Balancing the Scales on Feb. 20, World Day of Social Justice

 

On November 26, 2007, the United Nations General Assembly declared that, starting from the 63rd session of the General Assembly, February 20 would be the day set aside each year to celebrate World Day of Social Justice.

Social justice for all is at the core of the UN’s global mission to promote development and human dignity. “Social justice” is defined as including issues of poverty, unemployment and unfair exclusion that results in economic harm or social ostracism.

The UN writes:

“Social justice is an underlying principle for peaceful and prosperous coexistence within and among nations. We uphold the principles of social justice when we promote gender equality or the rights of indigenous peoples and migrants. We advance social justice when we remove barriers that people face because of gender, age, race, ethnicity, religion, culture or disability.”

A great way to raise awareness of the need for better social justice both within nations and between nations is to learn more about the UN’s 2030 Agenda for Sustainable Development.

The United Nation’s 17 Sustainable Development Goals (SDGs)

And the King will answer them, ‘Truly, I say to you, as you did it to one of the least of these my brothers, you did it to me.’ - Matthew 25:40

In September 2015, the United Nations General Assembly adopted the 2030 Agenda for Sustainable Development as evidence of a commitment to human rights, non-discrimination and a promise to leave no one behind.

The 2030 Agenda for Sustainable Development and the 17 SDGs “are a groundbreaking, inclusive global initiative to eradicate poverty and achieve a better future for all on a healthy planet,” according to Amina J. Mohammed, Deputy Secretary-General of the United Nations. “The Agenda and Goals reflect the voices of millions of people from all over the world, and their aspirations for the future they want.”

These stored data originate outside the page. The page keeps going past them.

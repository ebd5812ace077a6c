//! Thread-safe exchange service.
//!
//! This module provides [`Exchange`], which owns one [`Inventory`], one
//! [`RequestQueue`] and one [`MatchingEngine`] and is the entry point for
//! presentation layers (GUI callbacks, HTTP handlers, CLIs).
//!
//! # Design
//!
//! All state sits behind a single `parking_lot::Mutex`; every public call
//! takes the lock once and releases it before returning, so calls from
//! several threads are serialized and never observe a half-applied
//! mutation.
//!
//! # Validation
//!
//! The core types trust their inputs. The exchange is where raw user text
//! is checked: fields are trimmed and must be non-empty, listing fields
//! must fit the snapshot line format, prices must parse as non-negative
//! decimals, and urgency must fall inside [`Config::urgency_range`].

use std::str::FromStr;

use parking_lot::Mutex;
use tracing::{debug, info, warn};

use super::{Inventory, MatchLogEntry, MatchStats, MatchingEngine, RequestQueue};
use crate::config::Config;
use crate::error::Error;
use crate::snapshot;
use crate::types::{Item, Price, Request, SubmissionId, Urgency};
use crate::Result;

/// Raw fields for listing a book
#[derive(Debug, Clone, Copy, Default)]
pub struct ListingForm<'a> {
    /// Book title
    pub title: &'a str,
    /// Course code
    pub course_code: &'a str,
    /// Price as typed, e.g. `"49.99"`
    pub price: &'a str,
    /// Seller name
    pub seller: &'a str,
}

/// Raw fields for requesting a book
#[derive(Debug, Clone, Copy, Default)]
pub struct RequestForm<'a> {
    /// Wanted title
    pub title: &'a str,
    /// Requester name
    pub requester: &'a str,
    /// Urgency as typed, e.g. `"3"`
    pub urgency: &'a str,
}

#[derive(Debug, Default, Clone)]
struct State {
    inventory: Inventory,
    requests: RequestQueue,
    engine: MatchingEngine,
}

/// Book exchange service
///
/// # Thread Safety
///
/// Safe to share across threads via `Arc<Exchange>`.
///
/// # Example
///
/// ```rust
/// use book_exchange::{Config, Exchange, ListingForm, RequestForm};
///
/// # fn example() -> book_exchange::Result<()> {
/// let exchange = Exchange::new(Config::new())?;
///
/// exchange.list_item(ListingForm {
///     title: "Intro to CS",
///     course_code: "CS134",
///     price: "49.99",
///     seller: "Alice",
/// })?;
/// exchange.request_item(RequestForm {
///     title: "intro to cs",
///     requester: "Bob",
///     urgency: "2",
/// })?;
///
/// for entry in exchange.process()? {
///     println!("{entry}");
/// }
/// # Ok(())
/// # }
/// # example().unwrap();
/// ```
#[derive(Debug)]
pub struct Exchange {
    config: Config,
    state: Mutex<State>,
}

impl Exchange {
    /// Create an exchange with empty inventory
    ///
    /// # Errors
    ///
    /// Returns [`Error::Config`] if the configuration is invalid.
    pub fn new(config: Config) -> Result<Self> {
        Self::with_inventory(config, Inventory::new())
    }

    /// Create an exchange, restoring inventory from the configured snapshot
    ///
    /// A missing snapshot file is not an error; the exchange starts empty.
    /// Malformed lines in an existing file are skipped.
    ///
    /// # Errors
    ///
    /// Returns an error if the configuration is invalid or the snapshot
    /// file exists but cannot be read.
    pub fn open(config: Config) -> Result<Self> {
        let inventory = match config.snapshot_path() {
            Some(path) if path.exists() => {
                let restored = snapshot::load(path)?;
                info!(
                    path = %path.display(),
                    loaded = restored.loaded,
                    skipped = restored.skipped,
                    "inventory restored"
                );
                restored.inventory
            }
            Some(path) => {
                debug!(path = %path.display(), "no snapshot yet, starting empty");
                Inventory::new()
            }
            None => Inventory::new(),
        };
        Self::with_inventory(config, inventory)
    }

    /// Create an exchange around an existing inventory
    ///
    /// # Errors
    ///
    /// Returns [`Error::Config`] if the configuration is invalid.
    pub fn with_inventory(config: Config, inventory: Inventory) -> Result<Self> {
        config.validate()?;
        Ok(Self {
            config,
            state: Mutex::new(State {
                inventory,
                ..State::default()
            }),
        })
    }

    /// Validate and list a book
    ///
    /// # Errors
    ///
    /// Returns [`Error::InvalidInput`] for an empty field, a field holding
    /// the snapshot separator or a line break, an unparsable price, or a
    /// negative price.
    pub fn list_item(&self, form: ListingForm<'_>) -> Result<Item> {
        let title = storable("title", form.title)?;
        let course_code = storable("course code", form.course_code)?;
        let seller = storable("seller", form.seller)?;
        let price = parse_price(form.price)?;

        let item = Item::new(title, course_code, price, seller);
        let id = self.state.lock().inventory.add_item(item.clone());
        debug!(%id, title = item.title(), seller = item.seller(), "item listed");
        Ok(item)
    }

    /// Validate and queue a request
    ///
    /// # Errors
    ///
    /// Returns [`Error::InvalidInput`] for an empty field or an urgency that
    /// is not an integer inside the configured range.
    pub fn request_item(&self, form: RequestForm<'_>) -> Result<Request> {
        let title = required("title", form.title)?;
        let requester = required("requester", form.requester)?;
        let urgency = self.parse_urgency(form.urgency)?;

        let request = Request::new(title, requester, urgency);
        self.state.lock().requests.submit(request.clone());
        debug!(
            id = %request.submitted_at(),
            title = request.title(),
            urgency,
            "request queued"
        );
        Ok(request)
    }

    /// Run the matching engine over every pending request
    ///
    /// With autosave enabled, the batch runs against a staged copy of the
    /// state, the staged inventory is written to the snapshot file, and only
    /// then is the copy committed. The lock is held throughout.
    ///
    /// # Errors
    ///
    /// Returns an error only if autosave fails. Nothing is applied in that
    /// case: inventory, pending requests, and stats are as before the call.
    pub fn process(&self) -> Result<Vec<MatchLogEntry>> {
        let mut state = self.state.lock();

        let autosave_path = self
            .config
            .snapshot_path()
            .filter(|_| self.config.autosave());
        let Some(path) = autosave_path else {
            let State {
                inventory,
                requests,
                engine,
            } = &mut *state;
            return Ok(engine.process(requests, inventory));
        };

        let mut staged = state.clone();
        let State {
            inventory,
            requests,
            engine,
        } = &mut staged;
        let log = engine.process(requests, inventory);

        if !log.is_empty() {
            if let Err(err) = snapshot::save(path, inventory) {
                warn!(
                    path = %path.display(),
                    error = %err,
                    requests = log.len(),
                    "autosave failed, batch rolled back"
                );
                return Err(err);
            }
        }

        *state = staged;
        Ok(log)
    }

    /// Write the inventory to the configured snapshot file
    ///
    /// Returns the number of items written.
    ///
    /// # Errors
    ///
    /// Returns [`Error::Config`] if no snapshot path is configured, or an
    /// I/O or encoding error from the snapshot writer.
    pub fn save(&self) -> Result<usize> {
        let path = self
            .config
            .snapshot_path()
            .ok_or_else(|| Error::Config("no snapshot path configured".to_string()))?;
        let state = self.state.lock();
        snapshot::save(path, &state.inventory)
    }

    /// Current inventory in list order
    pub fn items(&self) -> Vec<Item> {
        self.state.lock().inventory.items()
    }

    /// Items whose title or course code contains `query` (ignoring case)
    pub fn search(&self, query: &str) -> Vec<Item> {
        let state = self.state.lock();
        state.inventory.search(query).into_iter().cloned().collect()
    }

    /// Remove a specific listing (title, course code, and seller must match)
    pub fn remove_item(&self, item: &Item) -> bool {
        self.state.lock().inventory.remove_exact(item)
    }

    /// Pending requests in submission order
    pub fn pending_requests(&self) -> Vec<Request> {
        self.state.lock().requests.pending().to_vec()
    }

    /// Withdraw a pending request
    pub fn withdraw_request(&self, id: SubmissionId) -> Option<Request> {
        self.state.lock().requests.withdraw(id)
    }

    /// Matching totals since the exchange was created
    pub fn stats(&self) -> MatchStats {
        self.state.lock().engine.stats()
    }

    /// The configuration in use
    pub fn config(&self) -> &Config {
        &self.config
    }

    fn parse_urgency(&self, raw: &str) -> Result<Urgency> {
        let range = self.config.urgency_range();
        let out_of_range = || {
            Error::invalid(
                "urgency",
                format!(
                    "must be a whole number between {} and {}",
                    range.start(),
                    range.end()
                ),
            )
        };
        let urgency: Urgency = required("urgency", raw)?
            .parse()
            .map_err(|_| out_of_range())?;
        if range.contains(&urgency) {
            Ok(urgency)
        } else {
            Err(out_of_range())
        }
    }
}

fn required<'a>(field: &'static str, raw: &'a str) -> Result<&'a str> {
    let trimmed = raw.trim();
    if trimmed.is_empty() {
        Err(Error::invalid(field, "must not be empty"))
    } else {
        Ok(trimmed)
    }
}

/// A required field that can also be written to a snapshot line
fn storable<'a>(field: &'static str, raw: &'a str) -> Result<&'a str> {
    let value = required(field, raw)?;
    if value.contains([snapshot::SEPARATOR, '\n', '\r']) {
        return Err(Error::invalid(
            field,
            format!("must not contain {:?} or a line break", snapshot::SEPARATOR),
        ));
    }
    Ok(value)
}

fn parse_price(raw: &str) -> Result<Price> {
    let raw = required("price", raw)?;
    let price = Price::from_str(raw)
        .map_err(|e| Error::invalid("price", format!("{raw:?} is not a number ({e})")))?;
    if price.is_sign_negative() && !price.is_zero() {
        return Err(Error::invalid("price", "must not be negative"));
    }
    Ok(price)
}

The map of the just world we seek

You can learn a lot about the 17 SDGs on the UN’s site. Here’s a quick look at four of them along with a relevant social-justice-related Bible verse.

 

Goal 1: No Poverty

But if anyone has the world's goods and sees his brother in need, yet closes his heart against him, how does God's love abide in him? Little children, let us not love in word or talk but in deed and in truth. - 1 John 3:17-18

The UN reports that 783 million people live below the international poverty line of US$1.90 a day. Poverty is more than the lack of income and resources to ensure a sustainable livelihood. Its manifestations include:

  •       Hunger and malnutrition (One in four children under age 5 in the world has an inadequate height for his or her age.)
  •       Limited access to education and other basic services
  •       Social discrimination and exclusion
  •       The lack of participation in decision-making

Goal 2: Zero Hunger

For I was hungry and you gave me food, I was thirsty and you gave me drink, I was a stranger and you welcomed me, I was naked and you clothed me, I was sick and you visited me, I was in prison and you came to me. - Matthew 25:35-36

Globally, one in nine people in the world today are undernourished, according to the UN. We need a profound change in the global food and agriculture system to nourish the 815 million people who are hungry today and the additional 2 billion people expected to be undernourished by 2050.

Goal 5: Gender Equality

There is neither Jew nor Greek, there is neither slave nor free, there is no male and female, for you are all one in Christ Jesus. - Galatians 3:28

The UN’s 2030 Agenda includes a stand-alone Sustainable Development Goal on gender equality and the empowerment of women and girls. This goal gives “renewed impetus to ending all forms of violence against women and girls in public and private spheres, including trafficking and sexual and other types of exploitation.”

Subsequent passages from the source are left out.